• [Data to use]
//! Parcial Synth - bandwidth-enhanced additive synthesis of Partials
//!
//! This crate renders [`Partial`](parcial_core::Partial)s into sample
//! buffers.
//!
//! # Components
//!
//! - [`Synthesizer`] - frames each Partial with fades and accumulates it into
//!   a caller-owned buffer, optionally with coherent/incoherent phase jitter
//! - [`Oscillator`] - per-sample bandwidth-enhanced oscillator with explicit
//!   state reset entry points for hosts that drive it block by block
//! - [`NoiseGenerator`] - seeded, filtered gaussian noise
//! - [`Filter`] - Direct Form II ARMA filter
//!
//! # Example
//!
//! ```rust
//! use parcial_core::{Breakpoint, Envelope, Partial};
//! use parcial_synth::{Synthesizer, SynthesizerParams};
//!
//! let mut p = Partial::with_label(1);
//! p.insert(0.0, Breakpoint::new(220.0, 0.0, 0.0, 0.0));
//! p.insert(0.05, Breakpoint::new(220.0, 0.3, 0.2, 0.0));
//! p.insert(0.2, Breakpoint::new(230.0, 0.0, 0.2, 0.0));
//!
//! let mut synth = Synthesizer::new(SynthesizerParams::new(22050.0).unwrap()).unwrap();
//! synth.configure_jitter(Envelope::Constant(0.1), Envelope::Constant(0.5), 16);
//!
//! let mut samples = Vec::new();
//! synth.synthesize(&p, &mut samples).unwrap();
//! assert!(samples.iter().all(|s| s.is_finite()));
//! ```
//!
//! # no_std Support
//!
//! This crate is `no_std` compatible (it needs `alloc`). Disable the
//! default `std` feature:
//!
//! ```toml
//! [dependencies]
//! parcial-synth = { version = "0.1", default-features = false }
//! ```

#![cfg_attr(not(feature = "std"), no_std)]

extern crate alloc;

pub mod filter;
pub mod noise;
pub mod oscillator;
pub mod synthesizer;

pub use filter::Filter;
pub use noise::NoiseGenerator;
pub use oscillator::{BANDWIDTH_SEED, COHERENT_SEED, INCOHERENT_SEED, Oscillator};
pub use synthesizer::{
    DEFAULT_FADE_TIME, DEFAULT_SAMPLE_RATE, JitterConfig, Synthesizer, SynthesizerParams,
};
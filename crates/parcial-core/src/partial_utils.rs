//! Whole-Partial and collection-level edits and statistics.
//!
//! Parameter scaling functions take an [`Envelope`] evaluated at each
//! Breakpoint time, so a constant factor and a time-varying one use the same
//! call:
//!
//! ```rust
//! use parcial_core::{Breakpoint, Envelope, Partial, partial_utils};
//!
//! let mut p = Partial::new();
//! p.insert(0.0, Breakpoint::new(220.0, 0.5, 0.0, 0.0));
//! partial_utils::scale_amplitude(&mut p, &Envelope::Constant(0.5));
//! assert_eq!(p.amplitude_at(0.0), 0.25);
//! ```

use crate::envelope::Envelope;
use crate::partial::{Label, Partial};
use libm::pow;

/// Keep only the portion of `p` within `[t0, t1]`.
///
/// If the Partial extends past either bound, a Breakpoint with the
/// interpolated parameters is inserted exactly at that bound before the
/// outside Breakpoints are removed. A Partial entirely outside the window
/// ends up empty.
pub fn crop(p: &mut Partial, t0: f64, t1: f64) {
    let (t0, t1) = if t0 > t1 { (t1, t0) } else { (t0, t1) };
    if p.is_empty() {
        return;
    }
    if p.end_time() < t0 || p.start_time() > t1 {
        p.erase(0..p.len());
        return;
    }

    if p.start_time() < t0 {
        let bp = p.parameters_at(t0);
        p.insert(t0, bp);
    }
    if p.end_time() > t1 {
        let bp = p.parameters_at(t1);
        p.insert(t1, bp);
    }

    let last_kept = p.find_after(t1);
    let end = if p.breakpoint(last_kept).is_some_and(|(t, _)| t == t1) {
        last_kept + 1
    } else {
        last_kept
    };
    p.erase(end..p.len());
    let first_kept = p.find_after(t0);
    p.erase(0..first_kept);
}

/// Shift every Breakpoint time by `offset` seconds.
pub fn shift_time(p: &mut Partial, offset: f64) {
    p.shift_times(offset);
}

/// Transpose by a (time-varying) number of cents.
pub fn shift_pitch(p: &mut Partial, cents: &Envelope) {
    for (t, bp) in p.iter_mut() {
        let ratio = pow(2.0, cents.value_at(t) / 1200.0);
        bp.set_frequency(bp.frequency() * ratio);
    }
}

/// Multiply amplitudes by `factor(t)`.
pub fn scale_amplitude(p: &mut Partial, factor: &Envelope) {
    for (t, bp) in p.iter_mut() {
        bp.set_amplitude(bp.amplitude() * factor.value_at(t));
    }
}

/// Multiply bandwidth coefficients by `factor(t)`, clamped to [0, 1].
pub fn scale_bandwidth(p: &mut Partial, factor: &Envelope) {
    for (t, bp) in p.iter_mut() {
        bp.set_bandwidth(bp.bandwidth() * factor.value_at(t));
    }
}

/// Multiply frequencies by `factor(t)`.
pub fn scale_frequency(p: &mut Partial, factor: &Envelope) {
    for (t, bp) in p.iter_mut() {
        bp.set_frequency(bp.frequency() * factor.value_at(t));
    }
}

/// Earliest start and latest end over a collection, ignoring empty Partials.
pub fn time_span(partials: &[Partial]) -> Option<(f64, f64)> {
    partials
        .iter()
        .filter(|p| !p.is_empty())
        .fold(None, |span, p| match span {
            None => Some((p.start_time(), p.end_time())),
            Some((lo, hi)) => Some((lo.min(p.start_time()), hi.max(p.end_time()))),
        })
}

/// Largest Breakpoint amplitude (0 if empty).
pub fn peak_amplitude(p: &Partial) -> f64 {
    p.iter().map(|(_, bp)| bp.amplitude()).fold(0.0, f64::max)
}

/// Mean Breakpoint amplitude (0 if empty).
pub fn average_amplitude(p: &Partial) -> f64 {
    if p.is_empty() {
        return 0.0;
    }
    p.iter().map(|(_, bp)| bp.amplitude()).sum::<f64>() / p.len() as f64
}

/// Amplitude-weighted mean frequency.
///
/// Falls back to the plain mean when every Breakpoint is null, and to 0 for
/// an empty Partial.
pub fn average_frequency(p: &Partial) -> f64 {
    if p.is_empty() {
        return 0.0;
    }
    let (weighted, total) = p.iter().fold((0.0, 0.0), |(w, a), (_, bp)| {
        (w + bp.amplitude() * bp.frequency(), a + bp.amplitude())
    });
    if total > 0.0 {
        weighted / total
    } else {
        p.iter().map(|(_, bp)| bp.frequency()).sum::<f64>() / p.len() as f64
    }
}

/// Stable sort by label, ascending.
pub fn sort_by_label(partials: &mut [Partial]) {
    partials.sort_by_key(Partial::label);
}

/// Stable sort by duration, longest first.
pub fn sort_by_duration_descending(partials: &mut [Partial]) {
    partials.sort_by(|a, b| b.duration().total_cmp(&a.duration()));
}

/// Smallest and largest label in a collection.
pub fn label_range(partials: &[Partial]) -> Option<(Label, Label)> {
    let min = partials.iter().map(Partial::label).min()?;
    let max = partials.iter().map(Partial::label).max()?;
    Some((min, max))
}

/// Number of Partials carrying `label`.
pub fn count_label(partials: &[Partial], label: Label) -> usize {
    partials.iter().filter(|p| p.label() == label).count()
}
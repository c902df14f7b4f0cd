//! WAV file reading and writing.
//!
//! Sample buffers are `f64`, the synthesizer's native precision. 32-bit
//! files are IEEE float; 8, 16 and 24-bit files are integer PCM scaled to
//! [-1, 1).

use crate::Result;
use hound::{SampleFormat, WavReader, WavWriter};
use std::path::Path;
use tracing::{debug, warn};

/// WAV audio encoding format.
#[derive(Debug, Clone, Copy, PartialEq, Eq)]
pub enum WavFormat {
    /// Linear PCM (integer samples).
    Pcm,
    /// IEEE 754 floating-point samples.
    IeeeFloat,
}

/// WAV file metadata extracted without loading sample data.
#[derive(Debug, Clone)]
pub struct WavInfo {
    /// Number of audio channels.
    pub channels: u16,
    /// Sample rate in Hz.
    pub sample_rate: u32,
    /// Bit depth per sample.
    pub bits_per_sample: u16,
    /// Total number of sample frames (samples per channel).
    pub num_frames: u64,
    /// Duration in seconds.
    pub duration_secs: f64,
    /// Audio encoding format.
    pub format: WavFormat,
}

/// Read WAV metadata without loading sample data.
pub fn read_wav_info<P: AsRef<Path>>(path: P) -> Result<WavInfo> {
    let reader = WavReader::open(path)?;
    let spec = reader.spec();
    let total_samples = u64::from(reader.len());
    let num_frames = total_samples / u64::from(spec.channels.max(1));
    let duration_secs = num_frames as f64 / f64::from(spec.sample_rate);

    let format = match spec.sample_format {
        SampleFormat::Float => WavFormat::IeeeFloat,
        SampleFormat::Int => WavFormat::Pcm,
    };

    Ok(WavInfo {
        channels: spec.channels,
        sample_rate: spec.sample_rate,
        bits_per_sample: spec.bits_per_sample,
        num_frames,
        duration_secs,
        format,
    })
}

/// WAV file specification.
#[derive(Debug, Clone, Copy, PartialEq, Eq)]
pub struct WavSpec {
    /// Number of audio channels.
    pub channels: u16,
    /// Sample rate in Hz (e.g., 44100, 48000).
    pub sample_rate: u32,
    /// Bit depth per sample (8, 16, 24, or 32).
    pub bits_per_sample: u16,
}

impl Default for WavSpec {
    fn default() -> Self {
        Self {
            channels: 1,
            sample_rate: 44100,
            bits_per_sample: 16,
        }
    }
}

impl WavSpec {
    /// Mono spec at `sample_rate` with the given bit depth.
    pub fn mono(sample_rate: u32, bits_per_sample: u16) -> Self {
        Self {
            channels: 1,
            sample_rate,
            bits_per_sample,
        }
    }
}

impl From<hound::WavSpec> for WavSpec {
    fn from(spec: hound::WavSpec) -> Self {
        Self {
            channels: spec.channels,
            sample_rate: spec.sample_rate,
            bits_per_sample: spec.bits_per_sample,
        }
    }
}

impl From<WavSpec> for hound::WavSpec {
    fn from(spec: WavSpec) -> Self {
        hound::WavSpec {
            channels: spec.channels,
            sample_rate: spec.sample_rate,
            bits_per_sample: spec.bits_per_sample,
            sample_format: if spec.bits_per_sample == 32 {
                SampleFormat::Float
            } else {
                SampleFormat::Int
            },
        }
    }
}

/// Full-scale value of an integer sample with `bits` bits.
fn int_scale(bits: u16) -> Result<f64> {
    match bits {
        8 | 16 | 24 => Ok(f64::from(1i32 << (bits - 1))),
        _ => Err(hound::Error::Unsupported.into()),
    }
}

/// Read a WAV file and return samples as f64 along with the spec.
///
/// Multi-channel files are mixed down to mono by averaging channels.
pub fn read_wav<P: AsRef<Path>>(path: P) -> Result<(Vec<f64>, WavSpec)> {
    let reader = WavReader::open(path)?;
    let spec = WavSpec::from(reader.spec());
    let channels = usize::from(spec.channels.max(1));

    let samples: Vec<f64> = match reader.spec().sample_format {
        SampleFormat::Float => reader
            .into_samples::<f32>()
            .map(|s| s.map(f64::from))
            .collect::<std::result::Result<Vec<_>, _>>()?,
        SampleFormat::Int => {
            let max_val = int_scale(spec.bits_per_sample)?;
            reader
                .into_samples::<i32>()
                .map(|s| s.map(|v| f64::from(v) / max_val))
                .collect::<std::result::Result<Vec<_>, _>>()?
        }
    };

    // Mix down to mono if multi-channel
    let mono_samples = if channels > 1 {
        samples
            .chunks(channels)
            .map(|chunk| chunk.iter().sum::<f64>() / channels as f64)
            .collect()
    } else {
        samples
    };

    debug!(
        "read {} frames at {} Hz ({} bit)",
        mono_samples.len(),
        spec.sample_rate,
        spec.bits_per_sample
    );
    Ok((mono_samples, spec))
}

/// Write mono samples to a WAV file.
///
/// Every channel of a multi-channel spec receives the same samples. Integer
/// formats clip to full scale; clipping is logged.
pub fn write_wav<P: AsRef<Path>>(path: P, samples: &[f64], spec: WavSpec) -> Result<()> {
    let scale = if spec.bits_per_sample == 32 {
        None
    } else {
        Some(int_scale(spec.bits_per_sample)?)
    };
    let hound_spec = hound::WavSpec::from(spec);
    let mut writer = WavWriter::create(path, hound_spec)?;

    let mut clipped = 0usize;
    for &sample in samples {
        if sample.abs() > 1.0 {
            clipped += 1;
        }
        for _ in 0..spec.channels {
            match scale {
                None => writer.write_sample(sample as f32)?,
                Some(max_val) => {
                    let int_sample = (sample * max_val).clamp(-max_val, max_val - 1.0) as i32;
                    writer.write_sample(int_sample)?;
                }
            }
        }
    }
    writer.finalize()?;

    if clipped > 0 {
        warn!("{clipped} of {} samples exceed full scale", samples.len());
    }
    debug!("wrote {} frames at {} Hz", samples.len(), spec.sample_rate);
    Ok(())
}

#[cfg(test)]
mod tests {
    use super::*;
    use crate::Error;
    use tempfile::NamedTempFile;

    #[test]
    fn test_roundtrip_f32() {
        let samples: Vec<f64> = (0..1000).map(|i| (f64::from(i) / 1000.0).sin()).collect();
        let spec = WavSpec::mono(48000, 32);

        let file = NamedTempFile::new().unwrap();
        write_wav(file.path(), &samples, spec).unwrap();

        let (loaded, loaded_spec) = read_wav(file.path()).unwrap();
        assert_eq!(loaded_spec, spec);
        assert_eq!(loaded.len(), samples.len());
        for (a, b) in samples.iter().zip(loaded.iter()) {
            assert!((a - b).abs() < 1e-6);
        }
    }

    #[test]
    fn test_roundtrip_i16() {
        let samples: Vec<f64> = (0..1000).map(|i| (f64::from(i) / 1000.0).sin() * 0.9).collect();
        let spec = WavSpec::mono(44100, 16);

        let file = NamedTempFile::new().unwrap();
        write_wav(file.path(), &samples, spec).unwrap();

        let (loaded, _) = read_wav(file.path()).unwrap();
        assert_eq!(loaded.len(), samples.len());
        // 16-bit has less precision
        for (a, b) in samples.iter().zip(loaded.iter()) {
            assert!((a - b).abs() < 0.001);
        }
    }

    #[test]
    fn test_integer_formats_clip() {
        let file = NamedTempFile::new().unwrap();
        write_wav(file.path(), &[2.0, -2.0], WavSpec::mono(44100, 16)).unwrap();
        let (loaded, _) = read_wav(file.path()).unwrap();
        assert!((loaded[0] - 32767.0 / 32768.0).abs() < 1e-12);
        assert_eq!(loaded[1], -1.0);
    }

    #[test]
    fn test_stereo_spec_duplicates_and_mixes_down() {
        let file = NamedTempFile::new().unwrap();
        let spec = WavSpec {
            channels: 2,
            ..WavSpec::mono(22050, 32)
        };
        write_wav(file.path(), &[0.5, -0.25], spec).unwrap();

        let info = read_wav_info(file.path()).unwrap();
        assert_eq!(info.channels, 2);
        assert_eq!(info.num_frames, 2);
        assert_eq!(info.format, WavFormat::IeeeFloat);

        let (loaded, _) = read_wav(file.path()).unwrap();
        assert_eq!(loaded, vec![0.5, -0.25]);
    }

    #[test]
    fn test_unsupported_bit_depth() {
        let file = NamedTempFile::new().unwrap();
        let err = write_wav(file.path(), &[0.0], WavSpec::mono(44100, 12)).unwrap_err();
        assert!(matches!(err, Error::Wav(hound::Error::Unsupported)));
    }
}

• [Exercise description]
Your job is to copy out every line from the records above that has the word "Stable".

• [Answer to the exercise]
/// Stable sort by label, ascending.
/// Stable sort by duration, longest first.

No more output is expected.